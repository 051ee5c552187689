pub mod defaults;
pub mod document;
pub mod error;
pub mod models;
pub mod spatial;
pub mod status;
pub mod survey;
pub mod track;

pub use defaults::ManeuverDefaults;
pub use document::{from_xml_str, load, save, to_xml_string};
pub use error::MissionError;
pub use models::{
    Action, LatLon, Maneuver, ManeuverKind, Mission, MissionStep, ParkManeuver, Position,
    SectionManeuver, Tolerance, WaypointManeuver,
};
pub use spatial::{Geodesy, SphericalGeodesic, Wgs84Geodesic};
pub use status::{
    decode_error_code, decode_status, LegacyErrorFlags, StatusFlags, StatusReport, StatusSeverity,
};
pub use survey::{
    compute_spiral_tracks, compute_tracks, generate_survey, rect_by_3_points, rectangle_tracks,
    track_to_mission, SpiralDirection, SurveyParams, SurveyPattern,
};
pub use track::{ChangeSet, MissionTrack, ShapeHint, TrackEvent, TrackListener};
//! Default maneuver settings for new missions and generated surveys.

use crate::models::{Position, Tolerance};
use serde::{Deserialize, Serialize};

/// Settings applied to a maneuver when nothing can be copied from a
/// neighbouring step.
#[derive(Debug, Clone, PartialEq, Serialize, Deserialize)]
pub struct ManeuverDefaults {
    /// Surge speed in meters per second
    pub speed: f64,
    /// Depth, or altitude when `altitude_mode` is set
    pub z: f64,
    pub altitude_mode: bool,
    pub tolerance: Tolerance,
    /// Hold time for park maneuvers (seconds)
    pub park_time: f64,
}

impl Default for ManeuverDefaults {
    fn default() -> Self {
        Self {
            speed: 0.5,
            z: 0.0,
            altitude_mode: false,
            tolerance: Tolerance::new(2.0, 2.0, 1.0),
            park_time: 0.0,
        }
    }
}

impl ManeuverDefaults {
    /// A position at the default vertical reference.
    pub fn position(&self, latitude: f64, longitude: f64) -> Position {
        Position::new(latitude, longitude, self.z, self.altitude_mode)
    }
}
//! Decoding of the vehicle's mission status words.
//!
//! The current status word is a 32-bit value: the low byte holds the mission
//! step being executed (0 when idle) and bits 8..=17 are error and recovery
//! flags. Older vehicles report a 16-bit error code instead, see
//! [`decode_error_code`].

use serde::{Deserialize, Serialize};
use std::fmt;

const CURRENT_STEP_MASK: u32 = 0xFF;
const HIGH_TEMPERATURE: u32 = 1 << 8;
const WATER_INSIDE: u32 = 1 << 9;
const NO_ALTITUDE_ERROR: u32 = 1 << 10;
const NAVIGATION_ERROR: u32 = 1 << 11;
const WATCHDOG_TIMER: u32 = 1 << 12;
const BATTERY_ERROR: u32 = 1 << 13;
const LOW_BATTERY_WARNING: u32 = 1 << 14;
const RECOVERY_ABORT_MISSION: u32 = 1 << 15;
const RECOVERY_ABORT_AND_SURFACE: u32 = 1 << 16;
const RECOVERY_EMERGENCY_SURFACE: u32 = 1 << 17;

const LEGACY_WAYPOINT_MASK: u16 = 0xFF;
const LEGACY_DVL_BOTTOM_FAIL: u16 = 1 << 8;
const LEGACY_INTERNAL_SENSORS_ERROR: u16 = 1 << 9;
const LEGACY_INTERNAL_SENSORS_WARNING: u16 = 1 << 10;
const LEGACY_NAV_STS_ERROR: u16 = 1 << 11;
const LEGACY_NAV_STS_WARNING: u16 = 1 << 12;
const LEGACY_BAT_ERROR: u16 = 1 << 13;
const LEGACY_BAT_WARNING: u16 = 1 << 14;
const LEGACY_INIT: u16 = 1 << 15;

/// Display color for a status message.
#[derive(Debug, Clone, Copy, PartialEq, Eq, Serialize, Deserialize)]
#[serde(rename_all = "lowercase")]
pub enum StatusSeverity {
    Green,
    Orange,
    Red,
}

impl fmt::Display for StatusSeverity {
    fn fmt(&self, f: &mut fmt::Formatter<'_>) -> fmt::Result {
        let name = match self {
            StatusSeverity::Green => "green",
            StatusSeverity::Orange => "orange",
            StatusSeverity::Red => "red",
        };
        f.write_str(name)
    }
}

/// The single message shown for a status word.
#[derive(Debug, Clone, PartialEq, Eq, Serialize, Deserialize)]
pub struct StatusReport {
    pub message: String,
    pub severity: StatusSeverity,
}

impl StatusReport {
    fn new(message: impl Into<String>, severity: StatusSeverity) -> Self {
        Self {
            message: message.into(),
            severity,
        }
    }
}

#[derive(Debug, Clone, Copy, Default, PartialEq, Eq, Serialize, Deserialize)]
pub struct StatusFlags {
    /// Mission step being executed, 0 when no mission runs
    pub current_mission_step: u8,
    pub high_temperature: bool,
    pub water_inside: bool,
    pub no_altitude_error: bool,
    pub navigation_error: bool,
    pub watchdog_timer: bool,
    pub battery_error: bool,
    pub low_battery_warning: bool,
    pub recovery_abort_mission: bool,
    pub recovery_abort_and_surface: bool,
    pub recovery_emergency_surface: bool,
}

/// Split a status word into its fields. Bits above 17 are ignored.
pub fn decode_status(word: u32) -> StatusFlags {
    let set = |bit: u32| word & bit != 0;
    StatusFlags {
        current_mission_step: (word & CURRENT_STEP_MASK) as u8,
        high_temperature: set(HIGH_TEMPERATURE),
        water_inside: set(WATER_INSIDE),
        no_altitude_error: set(NO_ALTITUDE_ERROR),
        navigation_error: set(NAVIGATION_ERROR),
        watchdog_timer: set(WATCHDOG_TIMER),
        battery_error: set(BATTERY_ERROR),
        low_battery_warning: set(LOW_BATTERY_WARNING),
        recovery_abort_mission: set(RECOVERY_ABORT_MISSION),
        recovery_abort_and_surface: set(RECOVERY_ABORT_AND_SURFACE),
        recovery_emergency_surface: set(RECOVERY_EMERGENCY_SURFACE),
    }
}

impl StatusFlags {
    /// Rebuild the status word; inverse of [`decode_status`].
    pub fn encode(&self) -> u32 {
        let flag = |on: bool, bit: u32| if on { bit } else { 0 };
        u32::from(self.current_mission_step)
            | flag(self.high_temperature, HIGH_TEMPERATURE)
            | flag(self.water_inside, WATER_INSIDE)
            | flag(self.no_altitude_error, NO_ALTITUDE_ERROR)
            | flag(self.navigation_error, NAVIGATION_ERROR)
            | flag(self.watchdog_timer, WATCHDOG_TIMER)
            | flag(self.battery_error, BATTERY_ERROR)
            | flag(self.low_battery_warning, LOW_BATTERY_WARNING)
            | flag(self.recovery_abort_mission, RECOVERY_ABORT_MISSION)
            | flag(self.recovery_abort_and_surface, RECOVERY_ABORT_AND_SURFACE)
            | flag(self.recovery_emergency_surface, RECOVERY_EMERGENCY_SURFACE)
    }

    pub fn is_executing(&self) -> bool {
        self.current_mission_step != 0
    }

    /// True when any flag other than the low battery warning is set.
    pub fn any_error(&self) -> bool {
        self.high_temperature
            || self.water_inside
            || self.no_altitude_error
            || self.navigation_error
            || self.watchdog_timer
            || self.battery_error
            || self.recovery_abort_mission
            || self.recovery_abort_and_surface
            || self.recovery_emergency_surface
    }

    /// Message for the operator. When several flags are set the last one
    /// checked wins, water inside being checked last.
    pub fn report(&self) -> StatusReport {
        let mut report = if self.is_executing() {
            StatusReport::new(
                format!("Executing mission step {}", self.current_mission_step),
                StatusSeverity::Green,
            )
        } else {
            StatusReport::new("Mission not executing", StatusSeverity::Green)
        };

        let checks = [
            (
                self.recovery_emergency_surface,
                "Recovery action: emergency surface",
                StatusSeverity::Red,
            ),
            (
                self.recovery_abort_and_surface,
                "Recovery action: abort mission and surface",
                StatusSeverity::Red,
            ),
            (
                self.recovery_abort_mission,
                "Recovery action: abort mission",
                StatusSeverity::Red,
            ),
            (
                self.low_battery_warning,
                "Low battery warning",
                StatusSeverity::Orange,
            ),
            (self.battery_error, "Battery error", StatusSeverity::Red),
            (
                self.watchdog_timer,
                "Watchdog timer expired",
                StatusSeverity::Red,
            ),
            (
                self.no_altitude_error,
                "No altitude error",
                StatusSeverity::Red,
            ),
            (
                self.high_temperature,
                "High temperature",
                StatusSeverity::Red,
            ),
            (
                self.navigation_error,
                "Navigation error",
                StatusSeverity::Red,
            ),
            (self.water_inside, "Water inside", StatusSeverity::Red),
        ];
        for (on, message, severity) in checks {
            if on {
                report = StatusReport::new(message, severity);
            }
        }
        report
    }
}

/// Fields of the 16-bit error code sent by older vehicles.
#[derive(Debug, Clone, Copy, Default, PartialEq, Eq, Serialize, Deserialize)]
pub struct LegacyErrorFlags {
    pub current_waypoint: u8,
    pub dvl_bottom_fail: bool,
    pub internal_sensors_error: bool,
    pub internal_sensors_warning: bool,
    pub nav_sts_error: bool,
    pub nav_sts_warning: bool,
    pub bat_error: bool,
    pub bat_warning: bool,
    pub init: bool,
}

pub fn decode_error_code(word: u16) -> LegacyErrorFlags {
    let set = |bit: u16| word & bit != 0;
    LegacyErrorFlags {
        current_waypoint: (word & LEGACY_WAYPOINT_MASK) as u8,
        dvl_bottom_fail: set(LEGACY_DVL_BOTTOM_FAIL),
        internal_sensors_error: set(LEGACY_INTERNAL_SENSORS_ERROR),
        internal_sensors_warning: set(LEGACY_INTERNAL_SENSORS_WARNING),
        nav_sts_error: set(LEGACY_NAV_STS_ERROR),
        nav_sts_warning: set(LEGACY_NAV_STS_WARNING),
        bat_error: set(LEGACY_BAT_ERROR),
        bat_warning: set(LEGACY_BAT_WARNING),
        init: set(LEGACY_INIT),
    }
}

impl LegacyErrorFlags {
    pub fn any_error(&self) -> bool {
        self.dvl_bottom_fail || self.internal_sensors_error || self.nav_sts_error || self.bat_error
    }

    /// Only the waypoint, battery error and internal sensors error bits
    /// produce a message; the sensors error is checked last.
    pub fn report(&self) -> StatusReport {
        let mut report = if self.current_waypoint != 0 {
            StatusReport::new(
                format!("Executing waypoint {}", self.current_waypoint),
                StatusSeverity::Green,
            )
        } else {
            StatusReport::new("Mission not executing", StatusSeverity::Green)
        };
        if self.bat_error {
            report = StatusReport::new("Battery error", StatusSeverity::Red);
        }
        if self.internal_sensors_error {
            report = StatusReport::new("Internal sensors error", StatusSeverity::Red);
        }
        report
    }
}

#[cfg(test)]
mod tests {
    use super::*;

    #[test]
    fn idle_word_is_green() {
        let flags = decode_status(0);
        assert_eq!(flags, StatusFlags::default());
        assert!(!flags.any_error());
        assert_eq!(
            flags.report(),
            StatusReport::new("Mission not executing", StatusSeverity::Green)
        );
    }

    #[test]
    fn low_byte_is_current_step() {
        let flags = decode_status(5);
        assert_eq!(flags.current_mission_step, 5);
        assert!(flags.is_executing());
        assert!(!flags.any_error());
        assert_eq!(flags.report().message, "Executing mission step 5");
    }

    #[test]
    fn single_bit_sets_single_flag() {
        let flags = decode_status(1 << 8);
        assert_eq!(
            flags,
            StatusFlags {
                high_temperature: true,
                ..StatusFlags::default()
            }
        );
        assert!(flags.any_error());
        assert_eq!(flags.report().severity, StatusSeverity::Red);
    }

    #[test]
    fn low_battery_is_only_a_warning() {
        let flags = decode_status(3 | LOW_BATTERY_WARNING);
        assert!(!flags.any_error());
        assert_eq!(
            flags.report(),
            StatusReport::new("Low battery warning", StatusSeverity::Orange)
        );
    }

    #[test]
    fn water_inside_overrides_other_messages() {
        let word = 7 | RECOVERY_EMERGENCY_SURFACE | BATTERY_ERROR | WATER_INSIDE;
        assert_eq!(decode_status(word).report().message, "Water inside");

        let word = RECOVERY_ABORT_MISSION | RECOVERY_EMERGENCY_SURFACE;
        assert_eq!(
            decode_status(word).report().message,
            "Recovery action: abort mission"
        );
    }

    #[test]
    fn encode_restores_known_bits() {
        for word in [0, 5, 0x3_FF00, 0x2_0112, 0x0_4001] {
            assert_eq!(decode_status(word).encode(), word);
        }
        // bits past the recovery flags are dropped
        assert_eq!(decode_status(0xFFFF_FFFF).encode(), 0x3_FFFF);
    }

    #[test]
    fn legacy_code_reports_in_order() {
        let flags = decode_error_code(12);
        assert_eq!(flags.current_waypoint, 12);
        assert_eq!(flags.report().message, "Executing waypoint 12");

        let flags = decode_error_code(12 | LEGACY_BAT_ERROR);
        assert_eq!(
            flags.report(),
            StatusReport::new("Battery error", StatusSeverity::Red)
        );

        let flags = decode_error_code(LEGACY_BAT_ERROR | LEGACY_INTERNAL_SENSORS_ERROR);
        assert_eq!(flags.report().message, "Internal sensors error");
    }

    #[test]
    fn legacy_warnings_do_not_change_message() {
        let flags = decode_error_code(LEGACY_NAV_STS_WARNING | LEGACY_BAT_WARNING | LEGACY_INIT);
        assert!(flags.nav_sts_warning && flags.bat_warning && flags.init);
        assert!(!flags.any_error());
        assert_eq!(flags.report().message, "Mission not executing");
    }

    #[test]
    fn severity_serializes_lowercase() {
        let json = serde_json::to_string(&StatusSeverity::Orange).unwrap();
        assert_eq!(json, "\"orange\"");
    }
}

___

## Work to be completed
When the string "PartialEq" occurs in a line of the material, that line belongs in the answer.

## Completed exercise
#[derive(Debug, Clone, PartialEq, Serialize, Deserialize)]
#[derive(Debug, Clone, Copy, PartialEq, Eq, Serialize, Deserialize)]
#[derive(Debug, Clone, PartialEq, Eq, Serialize, Deserialize)]
#[derive(Debug, Clone, Copy, Default, PartialEq, Eq, Serialize, Deserialize)]
#[derive(Debug, Clone, Copy, Default, PartialEq, Eq, Serialize, Deserialize)]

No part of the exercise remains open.